2. The pacemaker system according to claim 1, characterized in that said apnea detection means is a MV sensor.
3. The pacemaker system according to claim 1, characterized in that said system has a function (SAS feature) in which at a time when the reference values for shifting into the SAS treating pacing mode are confirmed, a current pacing rate can be automatically changed to the SAS treating pacing rate set for each individual patient thereby continuously shifting into the SAS treating pacing mode.
4. The pacemaker system according to claim 3, characterized in that said SAS feature has a function of automatically setting a SAS pacing time period, and said function can select ON or OFF mode.
5. The pacemaker system according to claim 4, characterized in that if the ON mode of said function of automatically setting the SAS pacing time period for said SAS feature is selected, SAS pacing is performed by automatically changing the pacing rate to the SAS pacing rate preset for each patient for a time period automatically set by the SAS feature; and if the OFF mode of said function of automatically setting the SAS pacing time period for said SAS feature is selected, SAS pacing is continually performed by changing the pacing rate to the SAS pacing rate preset for each patient for a time period while SAs are being detected by said apnea detection means and at a time when measured results of the detection parameters of said apnea detection means become not higher than the detection parameter values as the reference values for shifting to said SAS treating pacing rate, the pacing at said set SAS pacing rate is stopped and returned to a normal basic pacing rate or a rest rate.
6. The pacemaker system according to claim 5, characterized in that immediately after the measured results of the detection parameters of said apnea detection means become not higher than the detection parameter values as the reference values for shifting to said SAS treating pacing rate, the pacing rate is successively reduced back to a basic rate or a rest rate.
7. The pacemaker system according to claim 5, characterized in that at the time when the measured results of the detection parameters of said apnea detection means become not higher than the detection parameter values as the reference values for shifting to said SAS treating pacing rate, the SAS treating is, in stead of immediately being reduced to a basic rate, continued at the SAS pacing rate for a fixed time period and after the expiration of said fixed time period, the pacing rate is gradually reduced back to the basic rate or the rest rate.

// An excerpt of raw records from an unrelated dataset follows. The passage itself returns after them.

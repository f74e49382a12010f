//! XDG config store adapter

use std::path::PathBuf;

use async_trait::async_trait;
use tokio::fs;

use crate::application::ports::ConfigStore;
use crate::domain::config::AppConfig;
use crate::domain::error::ConfigError;

/// XDG-compliant config store
pub struct XdgConfigStore {
    path: PathBuf,
}

impl XdgConfigStore {
    /// Create a new XDG config store with default path
    pub fn new() -> Self {
        let config_dir = dirs::config_dir()
            .unwrap_or_else(|| PathBuf::from("~/.config"))
            .join("clipsync");

        Self {
            path: config_dir.join("config.toml"),
        }
    }

    /// Create with custom path
    pub fn with_path(path: impl Into<PathBuf>) -> Self {
        Self { path: path.into() }
    }

    /// Parse TOML content into AppConfig
    fn parse_toml(content: &str) -> Result<AppConfig, ConfigError> {
        toml::from_str(content).map_err(|e| ConfigError::ParseError(e.to_string()))
    }
}

impl Default for XdgConfigStore {
    fn default() -> Self {
        Self::new()
    }
}

#[async_trait]
impl ConfigStore for XdgConfigStore {
    async fn load(&self) -> Result<AppConfig, ConfigError> {
        if !self.exists() {
            // Return empty config if file doesn't exist
            return Ok(AppConfig::empty());
        }

        let content = fs::read_to_string(&self.path)
            .await
            .map_err(|e| ConfigError::ReadError(e.to_string()))?;

        Self::parse_toml(&content)
    }

    fn path(&self) -> PathBuf {
        self.path.clone()
    }

    fn exists(&self) -> bool {
        self.path.exists()
    }
}
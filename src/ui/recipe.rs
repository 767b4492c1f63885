use super::{nutrients_header, nutrients_row, store_result, UpdateEvent};
use crate::database::{self, Workbook};
use crate::query;
use crate::records::{
    parse_number, FieldError, Ingredient, Recipe, RecipeIngredient, QUANTITY, SERVINGS,
};
use eframe::egui;

/// Units offered when picking how much of an ingredient a recipe uses.
pub const UNITS: &[&str] = &[
    "grams",
    "ml",
    "pieces",
    "cups",
    "tablespoons",
    "teaspoons",
    "kg",
    "liters",
];

/// One row of the ingredient table as the user is typing it.
struct UsageRow {
    ingredient: String,
    quantity: String,
    unit: String,
}

impl UsageRow {
    fn new(usage: RecipeIngredient) -> Self {
        Self {
            ingredient: usage.ingredient,
            quantity: usage.quantity.to_string(),
            unit: usage.unit,
        }
    }

    fn parse(&self, recipe: &str) -> Result<RecipeIngredient, FieldError> {
        let quantity = parse_number(QUANTITY, &self.quantity)?;
        RecipeIngredient::new(recipe, &self.ingredient, quantity, &self.unit)
    }
}

pub struct RecipeWindow {
    recipe: Recipe,
    name: String,
    instructions: String,
    notes: String,
    servings: String,
    usages: Vec<UsageRow>,
    unreadable_usages: usize,
    ingredients: Vec<Ingredient>,
    new_ingredient: Option<usize>,
    edit_mode: bool,
}

impl RecipeWindow {
    pub fn new(book: &mut Workbook, name: &str, edit_mode: bool) -> database::Result<Self> {
        let recipe = query::get_recipe(book, name)?;
        let listing = query::recipe_ingredients(book, name)?;
        let unreadable_usages = listing.malformed.len();
        let usages = listing.into_records().into_iter().map(UsageRow::new).collect();
        let mut ingredients = query::list_all::<Ingredient>(book)?.into_records();
        ingredients.sort_by(|a, b| a.name.cmp(&b.name));

        Ok(Self {
            name: recipe.name.clone(),
            instructions: recipe.instructions.clone(),
            notes: recipe.notes.clone(),
            servings: recipe.servings.to_string(),
            recipe,
            usages,
            unreadable_usages,
            ingredients,
            new_ingredient: None,
            edit_mode,
        })
    }

    pub fn name(&self) -> &str {
        &self.recipe.name
    }

    /// Picks up changes made in other windows. While editing, only the ingredient choices are
    /// reloaded, and the names of used ingredients that no longer exist are returned.
    pub fn refresh(&mut self, book: &mut Workbook) -> database::Result<Vec<String>> {
        if !self.edit_mode {
            let name = self.recipe.name.clone();
            *self = Self::new(book, &name, false)?;
            return Ok(vec![]);
        }

        let mut ingredients = query::list_all::<Ingredient>(book)?.into_records();
        ingredients.sort_by(|a, b| a.name.cmp(&b.name));
        self.ingredients = ingredients;
        self.new_ingredient = None;
        Ok(self.missing_ingredients())
    }

    fn missing_ingredients(&self) -> Vec<String> {
        self.usages
            .iter()
            .filter(|row| !self.ingredients.iter().any(|i| i.name == row.ingredient))
            .map(|row| row.ingredient.clone())
            .collect()
    }

    fn reload(&mut self, book: &mut Workbook, name: &str, events: &mut Vec<UpdateEvent>) {
        if let Some(window) = store_result(events, Self::new(book, name, self.edit_mode)) {
            *self = window;
        }
    }

    /// Validates every field before anything is written.
    fn parse(&self) -> Result<(Recipe, Vec<RecipeIngredient>), Vec<FieldError>> {
        let mut errors = vec![];
        let edited = parse_number(SERVINGS, &self.servings)
            .and_then(|servings| Recipe::new(&self.name, &self.instructions, &self.notes, servings))
            .map(|r| Recipe {
                totals: self.recipe.totals,
                ..r
            });
        let edited = edited.map_err(|e| errors.push(e)).ok();

        let name = edited.as_ref().map(|r| r.name.as_str()).unwrap_or(&self.recipe.name);
        let mut usages = vec![];
        for row in &self.usages {
            match row.parse(name) {
                Ok(usage) => usages.push(usage),
                Err(error) => errors.push(error),
            }
        }

        match edited {
            Some(edited) if errors.is_empty() => Ok((edited, usages)),
            _ => Err(errors),
        }
    }

    fn save(&mut self, book: &mut Workbook, events: &mut Vec<UpdateEvent>) {
        let (edited, usages) = match self.parse() {
            Ok(parsed) => parsed,
            Err(errors) => {
                for error in errors {
                    events.push(UpdateEvent::Invalid(error.to_string()));
                }
                return;
            }
        };

        let old_name = self.recipe.name.clone();
        let new_name = edited.name.clone();
        if store_result(events, query::edit_recipe(book, &old_name, edited)).is_none() {
            return;
        }
        if new_name != old_name {
            events.push(UpdateEvent::RecipeDeleted(old_name));
        }
        let Some(aggregate) = store_result(
            events,
            query::save_recipe_ingredients(book, &new_name, &usages),
        ) else {
            return;
        };

        events.push(UpdateEvent::Saved(format!(
            "Saved {new_name}: {:.2} calories",
            aggregate.totals.calories
        )));
        if !aggregate.skipped.is_empty() {
            events.push(UpdateEvent::Skipped(aggregate.skipped));
        }
        events.push(UpdateEvent::Changed);
        self.reload(book, &new_name, events);
    }

    fn recompute(&mut self, book: &mut Workbook, events: &mut Vec<UpdateEvent>) {
        let name = self.recipe.name.clone();
        let Some(aggregate) = store_result(events, query::recompute_recipe(book, &name)) else {
            return;
        };
        if !aggregate.skipped.is_empty() {
            events.push(UpdateEvent::Skipped(aggregate.skipped));
        }
        events.push(UpdateEvent::Changed);
        self.reload(book, &name, events);
    }

    fn update_ingredients(&mut self, ui: &mut egui::Ui) {
        let mut to_remove = None;
        egui::Grid::new(("recipe ingredient grid", &self.recipe.name))
            .striped(true)
            .show(ui, |ui| {
                ui.label("Ingredient");
                ui.label("Quantity");
                ui.label("Unit");
                ui.end_row();

                for (i, row) in self.usages.iter_mut().enumerate() {
                    if !self.edit_mode {
                        ui.label(&row.ingredient);
                        ui.label(&row.quantity);
                        ui.label(&row.unit);
                        ui.end_row();
                        continue;
                    }

                    egui::ComboBox::from_id_salt(("usage ingredient", &self.recipe.name, i))
                        .selected_text(row.ingredient.as_str())
                        .show_ui(ui, |ui| {
                            for ingredient in &self.ingredients {
                                ui.selectable_value(
                                    &mut row.ingredient,
                                    ingredient.name.clone(),
                                    &ingredient.name,
                                );
                            }
                        });
                    ui.add(egui::TextEdit::singleline(&mut row.quantity).desired_width(60.0));
                    egui::ComboBox::from_id_salt(("usage unit", &self.recipe.name, i))
                        .selected_text(row.unit.as_str())
                        .show_ui(ui, |ui| {
                            for unit in UNITS {
                                ui.selectable_value(&mut row.unit, unit.to_string(), *unit);
                            }
                        });
                    if ui.button("Remove").clicked() {
                        to_remove = Some(i);
                    }
                    ui.end_row();
                }
            });

        if self.unreadable_usages > 0 {
            ui.weak(format!(
                "{} unreadable ingredient rows",
                self.unreadable_usages
            ));
        }

        if let Some(i) = to_remove {
            self.usages.remove(i);
        }

        if self.edit_mode {
            ui.horizontal(|ui| {
                ui.label("Add Ingredient:");
                let selected = self
                    .new_ingredient
                    .and_then(|i| self.ingredients.get(i))
                    .map(|i| i.name.as_str())
                    .unwrap_or("");
                egui::ComboBox::from_id_salt(("new usage ingredient", &self.recipe.name))
                    .selected_text(selected)
                    .show_ui(ui, |ui| {
                        for (i, ingredient) in self.ingredients.iter().enumerate() {
                            ui.selectable_value(
                                &mut self.new_ingredient,
                                Some(i),
                                &ingredient.name,
                            );
                        }
                    });
                if ui.button("Add").clicked() {
                    let picked = self.new_ingredient.and_then(|i| self.ingredients.get(i));
                    if let Some(ingredient) = picked {
                        let unit = if ingredient.unit.is_empty() {
                            "grams".into()
                        } else {
                            ingredient.unit.clone()
                        };
                        self.usages.push(UsageRow {
                            ingredient: ingredient.name.clone(),
                            quantity: "100".into(),
                            unit,
                        });
                        self.new_ingredient = None;
                    }
                }
            });
        }
    }

    fn update_information(&mut self, ui: &mut egui::Ui) {
        egui::Grid::new(("recipe information", &self.recipe.name)).show(ui, |ui| {
            if self.edit_mode {
                ui.label("Name:");
                ui.add(egui::TextEdit::singleline(&mut self.name));
                ui.end_row();
            }

            ui.label("Servings:");
            if self.edit_mode {
                ui.add(egui::TextEdit::singleline(&mut self.servings).desired_width(60.0));
            } else {
                ui.label(&self.servings);
            }
            ui.end_row();

            ui.label("Instructions:");
            if self.edit_mode {
                ui.add(egui::TextEdit::multiline(&mut self.instructions));
            } else {
                ui.label(&self.instructions);
            }
            ui.end_row();

            ui.label("Notes:");
            if self.edit_mode {
                ui.add(egui::TextEdit::multiline(&mut self.notes));
            } else {
                ui.label(&self.notes);
            }
            ui.end_row();
        });

        egui::Grid::new(("recipe totals", &self.recipe.name)).show(ui, |ui| {
            ui.label("");
            nutrients_header(ui);
            ui.end_row();

            ui.label("Total");
            nutrients_row(ui, &self.recipe.totals);
            ui.end_row();

            ui.label("Per serving");
            nutrients_row(
                ui,
                &self.recipe.totals.scaled(1.0 / self.recipe.servings).rounded(),
            );
            ui.end_row();
        });
    }

    pub fn update(&mut self, ctx: &egui::Context, book: &mut Workbook) -> Vec<UpdateEvent> {
        let mut events = vec![];
        let mut open = true;
        let mut save = false;
        let mut recompute = false;
        let mut cancel = false;

        egui::Window::new(self.recipe.name.clone())
            .id(egui::Id::new(("recipe", self.recipe.name.clone())))
            .open(&mut open)
            .show(ctx, |ui| {
                self.update_ingredients(ui);
                ui.separator();
                self.update_information(ui);
                ui.separator();
                ui.horizontal(|ui| {
                    let was_editing = self.edit_mode;
                    ui.toggle_value(&mut self.edit_mode, "Edit");
                    if was_editing && !self.edit_mode {
                        cancel = true;
                    }
                    if self.edit_mode && ui.button("Save").clicked() {
                        save = true;
                    }
                    if !self.edit_mode && ui.button("Recalculate").clicked() {
                        recompute = true;
                    }
                });
            });

        if save {
            self.save(book, &mut events);
        } else if recompute {
            self.recompute(book, &mut events);
        } else if cancel {
            let name = self.recipe.name.clone();
            self.reload(book, &name, &mut events);
        }
        if !open {
            events.push(UpdateEvent::Closed);
        }
        events
    }
}

#[cfg(test)]
use crate::nutrition::Nutrients;

#[cfg(test)]
fn porridge_book() -> Workbook {
    let mut book = Workbook::open_in_memory().unwrap();
    query::initialize(&mut book).unwrap();
    let oats = Nutrients {
        calories: 380.0,
        ..Nutrients::ZERO
    };
    query::add_ingredient(&mut book, &Ingredient::new("oats", oats, "grams").unwrap()).unwrap();
    query::add_recipe(&mut book, &Recipe::new("porridge", "", "", 1.0).unwrap()).unwrap();
    query::save_recipe_ingredients(
        &mut book,
        "porridge",
        &[RecipeIngredient::new("porridge", "oats", 100.0, "grams").unwrap()],
    )
    .unwrap();
    book
}

#[cfg(test)]
fn rename_oats(book: &mut Workbook) {
    let rolled = Ingredient::new("rolled oats", Nutrients::ZERO, "grams").unwrap();
    query::edit_ingredient(book, "oats", &rolled).unwrap();
}

#[test]
fn open_recipe_follows_ingredient_renames() {
    let mut book = porridge_book();
    let mut window = RecipeWindow::new(&mut book, "porridge", false).unwrap();

    rename_oats(&mut book);
    assert!(window.refresh(&mut book).unwrap().is_empty());

    assert_eq!(window.usages[0].ingredient, "rolled oats");
    assert_eq!(window.ingredients[0].name, "rolled oats");
}

#[test]
fn edited_recipe_keeps_input_and_reports_missing_ingredients() {
    let mut book = porridge_book();
    let mut window = RecipeWindow::new(&mut book, "porridge", true).unwrap();
    window.usages[0].quantity = "250".into();

    rename_oats(&mut book);
    assert_eq!(window.refresh(&mut book).unwrap(), vec!["oats".to_string()]);

    assert_eq!(window.usages[0].quantity, "250");
    assert_eq!(window.ingredients[0].name, "rolled oats");
}

#[test]
fn refreshing_a_deleted_recipe_fails() {
    let mut book = porridge_book();
    let mut window = RecipeWindow::new(&mut book, "porridge", false).unwrap();

    query::delete_recipe(&mut book, "porridge").unwrap();
    assert!(matches!(
        window.refresh(&mut book),
        Err(database::StoreError::NoSuchRecord { .. })
    ));
}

8. The pacemaker system according to claim 5, characterized in that said fixed time period is a SAS pacing time period automatically set upon shifting to the SAS pacing.

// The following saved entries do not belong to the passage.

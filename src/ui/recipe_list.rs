use super::{nutrients_header, nutrients_row, store_result, UpdateEvent};
use crate::database::{self, Workbook};
use crate::query;
use crate::records::{parse_number, Recipe, SERVINGS};
use eframe::egui;

pub struct RecipeListWindow {
    recipes: Vec<Recipe>,
    unreadable: usize,
    edit_mode: bool,
    new_recipe_name: String,
    new_recipe_servings: String,
}

impl RecipeListWindow {
    pub fn new(book: &mut Workbook, edit_mode: bool) -> database::Result<Self> {
        let listing = query::list_all::<Recipe>(book)?;
        let unreadable = listing.malformed.len();
        let mut recipes = listing.into_records();
        recipes.sort_by(|a, b| a.name.cmp(&b.name));
        Ok(Self {
            recipes,
            unreadable,
            edit_mode,
            new_recipe_name: String::new(),
            new_recipe_servings: "1".into(),
        })
    }

    pub fn refresh(&mut self, book: &mut Workbook) -> database::Result<()> {
        let new_recipe_name = std::mem::take(&mut self.new_recipe_name);
        *self = Self {
            new_recipe_name,
            ..Self::new(book, self.edit_mode)?
        };
        Ok(())
    }

    fn add_recipe(&mut self, book: &mut Workbook, events: &mut Vec<UpdateEvent>) {
        let recipe = parse_number(SERVINGS, &self.new_recipe_servings)
            .and_then(|servings| Recipe::new(&self.new_recipe_name, "", "", servings));
        let recipe = match recipe {
            Ok(recipe) => recipe,
            Err(error) => {
                events.push(UpdateEvent::Invalid(error.to_string()));
                return;
            }
        };
        if store_result(events, query::add_recipe(book, &recipe)).is_some() {
            self.new_recipe_name.clear();
            events.push(UpdateEvent::Changed);
            events.push(UpdateEvent::OpenRecipe(recipe.name));
        }
    }

    pub fn update(&mut self, ctx: &egui::Context, book: &mut Workbook) -> Vec<UpdateEvent> {
        let mut open = true;
        let mut events = vec![];
        let mut to_delete = None;
        let mut add = false;

        egui::Window::new("Recipes")
            .open(&mut open)
            .show(ctx, |ui| {
                let scroll_height = ui.available_height() - 35.0;
                egui::ScrollArea::vertical()
                    .auto_shrink(false)
                    .max_height(scroll_height)
                    .show(ui, |ui| {
                        egui::Grid::new("recipe list grid")
                            .striped(true)
                            .show(ui, |ui| {
                                ui.label("Name");
                                nutrients_header(ui);
                                ui.label("Servings");
                                ui.end_row();

                                for recipe in &self.recipes {
                                    if ui.link(&recipe.name).clicked() {
                                        events.push(UpdateEvent::OpenRecipe(recipe.name.clone()));
                                    }
                                    nutrients_row(ui, &recipe.totals);
                                    ui.label(recipe.servings.to_string());
                                    if self.edit_mode && ui.button("Delete").clicked() {
                                        to_delete = Some(recipe.name.clone());
                                    }
                                    ui.end_row();
                                }
                            });
                        if self.unreadable > 0 {
                            ui.weak(format!("{} unreadable recipe rows", self.unreadable));
                        }
                    });
                ui.separator();
                ui.horizontal(|ui| {
                    ui.toggle_value(&mut self.edit_mode, "Edit");
                    if self.edit_mode {
                        ui.label("Name:");
                        ui.add(
                            egui::TextEdit::singleline(&mut self.new_recipe_name)
                                .desired_width(ui.available_width() - 200.0),
                        );
                        ui.label("Servings:");
                        ui.add(
                            egui::TextEdit::singleline(&mut self.new_recipe_servings)
                                .desired_width(40.0),
                        );
                        if ui.button("Add").clicked() {
                            add = true;
                        }
                    }
                });
            });

        if let Some(name) = to_delete {
            if store_result(&mut events, query::delete_recipe(book, &name)).is_some() {
                events.push(UpdateEvent::RecipeDeleted(name));
                events.push(UpdateEvent::Changed);
            }
        }
        if add {
            self.add_recipe(book, &mut events);
        }
        if !open {
            events.push(UpdateEvent::Closed);
        }
        events
    }
}
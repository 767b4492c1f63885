// Copyright 2023 Remi Bernotavicius

use crate::Result;
use serde::Deserialize;
use std::path::{Path, PathBuf};

/// Contents of `config.toml`. Every key is optional.
#[derive(Debug, Default, Deserialize, PartialEq)]
#[serde(default, deny_unknown_fields)]
pub struct Config {
    pub workbook: Option<PathBuf>,
    pub log_level: Option<String>,
}

fn project_dirs() -> Result<directories::ProjectDirs> {
    directories::ProjectDirs::from("", "", "meal_planner")
        .ok_or_else(|| "failed to get user home directory".into())
}

/// On Linux this should be like `~/.config/meal_planner/config.toml`
pub fn default_config_path() -> Result<PathBuf> {
    Ok(project_dirs()?.config_dir().join("config.toml"))
}

/// This is where the workbook lives on-disk unless configured otherwise. On Linux it should be
/// like: `~/.local/share/meal_planner/`
fn data_path() -> Result<PathBuf> {
    let path = project_dirs()?.data_dir().to_owned();
    std::fs::create_dir_all(&path)?;
    Ok(path)
}

impl Config {
    pub fn parse(text: &str) -> Result<Self> {
        Ok(toml::from_str(text)?)
    }

    /// A missing file is the same as an empty one.
    pub fn load(path: impl AsRef<Path>) -> Result<Self> {
        let path = path.as_ref();
        if !path.exists() {
            return Ok(Self::default());
        }
        Self::parse(&std::fs::read_to_string(path)?)
    }

    pub fn workbook_path(&self) -> Result<PathBuf> {
        match &self.workbook {
            Some(path) => Ok(path.clone()),
            None => Ok(data_path()?.join("workbook.sqlite")),
        }
    }

    pub fn log_level(&self) -> Result<Option<log::LevelFilter>> {
        self.log_level
            .as_deref()
            .map(|level| {
                level
                    .parse()
                    .map_err(|_| format!("invalid log_level {level:?}").into())
            })
            .transpose()
    }
}

#[test]
fn empty_config_is_default() {
    assert_eq!(Config::parse("").unwrap(), Config::default());
}

#[test]
fn config_keys() {
    let config = Config::parse(
        r#"
        workbook = "/tmp/plan.sqlite"
        log_level = "debug"
        "#,
    )
    .unwrap();
    assert_eq!(config.workbook_path().unwrap(), PathBuf::from("/tmp/plan.sqlite"));
    assert_eq!(config.log_level().unwrap(), Some(log::LevelFilter::Debug));
}

#[test]
fn bad_config_is_rejected() {
    assert!(Config::parse("spreadsheet = 'x'").is_err());
    let config = Config::parse("log_level = 'loud'").unwrap();
    assert!(config.log_level().is_err());
}

#[test]
fn missing_config_file_is_default() {
    let path = std::env::temp_dir().join("meal-planner-no-such-config.toml");
    assert_eq!(Config::load(path).unwrap(), Config::default());
}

9. The pacemaker system according to claim 1, characterized in that said detection parameter values as the reference values for shifting to said SAS treating pacing rate are set based on detection parameter values indicating an apnea state adversely affecting the patient.
10. The pacemaker system according to claim 9, characterized in that said apnea state adversely affecting the patient is an apnea state affecting complications in the patient.
11. The pacemaker system according to claim 1, characterized in that said system contains a QT sensor and/or a sensor for identifying heart rate fluctuation patterns.
12. The pacemaker system according to claim 1, characterized in that said system contains sleep detection means for detecting the patient asleep by measuring the body motion of the patient.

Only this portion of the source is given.